One of The Dark Knight director Christopher Nolan’s earliest features, Insomnia is a remake of the 1997 Norwegian film of the same name. In it, Al Pacino plays a detective sent to a small Alaskan town to investigate a murder. His mental state deteriorates as he’s lured into a game of cat-and-mouse with his primary suspect, played by Robin Williams cast completely against type. Making matters worse, he’s struggling to adjust to the perpetual daylight of the northern town.
Funny Games (2008)
Michael Haneke remade his own 1997 Austrian film just over 10 years later with Funny Games.
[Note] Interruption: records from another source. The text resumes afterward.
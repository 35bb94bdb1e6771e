//! Shared helpers for unit tests: a seeded environment and a toy KEM.

use std::sync::{Arc, Mutex};
use std::time::Duration;

use rand::{RngCore, SeedableRng};
use rand_chacha::ChaCha20Rng;

use crate::env::Environment;
use crate::error::KemError;
use crate::kem::{Kem, KeyPair, SecretKey, SharedSecret};

/// Deterministic test environment with a seeded ChaCha20 RNG.
///
/// Clones share RNG state so a test and the code under test draw from one
/// sequence, mirroring how the harness `SimEnv` behaves.
#[derive(Clone)]
pub(crate) struct TestEnv {
    rng: Arc<Mutex<ChaCha20Rng>>,
}

impl TestEnv {
    pub(crate) fn with_seed(seed: u64) -> Self {
        Self { rng: Arc::new(Mutex::new(ChaCha20Rng::seed_from_u64(seed))) }
    }
}

impl Environment for TestEnv {
    async fn sleep(&self, duration: Duration) {
        tokio::time::sleep(duration).await;
    }

    fn random_bytes(&self, buffer: &mut [u8]) {
        self.rng
            .lock()
            .unwrap_or_else(|e| unreachable!("test RNG mutex poisoned: {e}"))
            .fill_bytes(buffer);
    }
}

/// Toy KEM for fast unit tests.
///
/// The "public key" equals the secret key and the shared secret is
/// `pk XOR ct`, so encapsulation and decapsulation agree by construction.
/// Cryptographically worthless, structurally faithful.
#[derive(Debug, Clone, Copy, Default)]
pub(crate) struct XorKem;

pub(crate) const XOR_KEM_LEN: usize = 8;

impl Kem for XorKem {
    const PK_LEN: usize = XOR_KEM_LEN;
    const SK_LEN: usize = XOR_KEM_LEN;
    const CT_LEN: usize = XOR_KEM_LEN;
    const SS_LEN: usize = XOR_KEM_LEN;

    fn keypair(&self, env: &impl Environment) -> Result<KeyPair, KemError> {
        let mut sk = vec![0u8; XOR_KEM_LEN];
        env.random_bytes(&mut sk);
        Ok(KeyPair { public: sk.clone(), secret: SecretKey::new(sk) })
    }

    fn encapsulate(
        &self,
        public_key: &[u8],
        env: &impl Environment,
    ) -> Result<(Vec<u8>, SharedSecret), KemError> {
        if public_key.len() != XOR_KEM_LEN {
            return Err(KemError::InvalidPublicKey(public_key.len()));
        }
        let mut ct = vec![0u8; XOR_KEM_LEN];
        env.random_bytes(&mut ct);
        let ss: Vec<u8> = public_key.iter().zip(&ct).map(|(a, b)| a ^ b).collect();
        Ok((ct, SharedSecret::new(ss)))
    }

    fn decapsulate(
        &self,
        ciphertext: &[u8],
        secret_key: &SecretKey,
    ) -> Result<SharedSecret, KemError> {
        if ciphertext.len() != XOR_KEM_LEN {
            return Err(KemError::InvalidCiphertext(ciphertext.len()));
        }
        let ss: Vec<u8> = secret_key
            .expose()
            .iter()
            .zip(ciphertext)
            .map(|(a, b)| a ^ b)
            .collect();
        Ok(SharedSecret::new(ss))
    }
}
//! Deterministic simulation harness for kemline protocol testing.
//!
//! This crate provides Turmoil-based implementations of the `Environment`
//! and `Transport` traits, enabling deterministic, reproducible testing of
//! the kemline handshake under virtual time: read timeouts, the
//! inter-connection delay, and key generation all replay identically from
//! a seed.

#![forbid(unsafe_code)]
#![warn(missing_docs)]

pub mod sim_env;
pub mod sim_transport;

pub use sim_env::SimEnv;
pub use sim_transport::SimTransport;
The original film offered a critique of America’s fascination with violence, so it was only fitting to reframe it within America. In Funny Games, a family on vacation is terrorized by two disturbed young men, who pause to address the camera directly and question the audience’s enjoyment of what we’re watching.
Check out: What is Kanopy?
Wrath of Man (2021)
Guy Ritchie’s Wrath of Man is a tight little thriller starring Jason Statham as a mysterious new employee at a security truck company. After displaying some truly advanced skills with a gun during a stick-up, his true intentions slowly reveal themselves in this dark and brutal English-language remake of the 2004 French film Cash Truck.
Those are some of our favourite English-language remakes of movies from around the globe. Did you know they were remakes?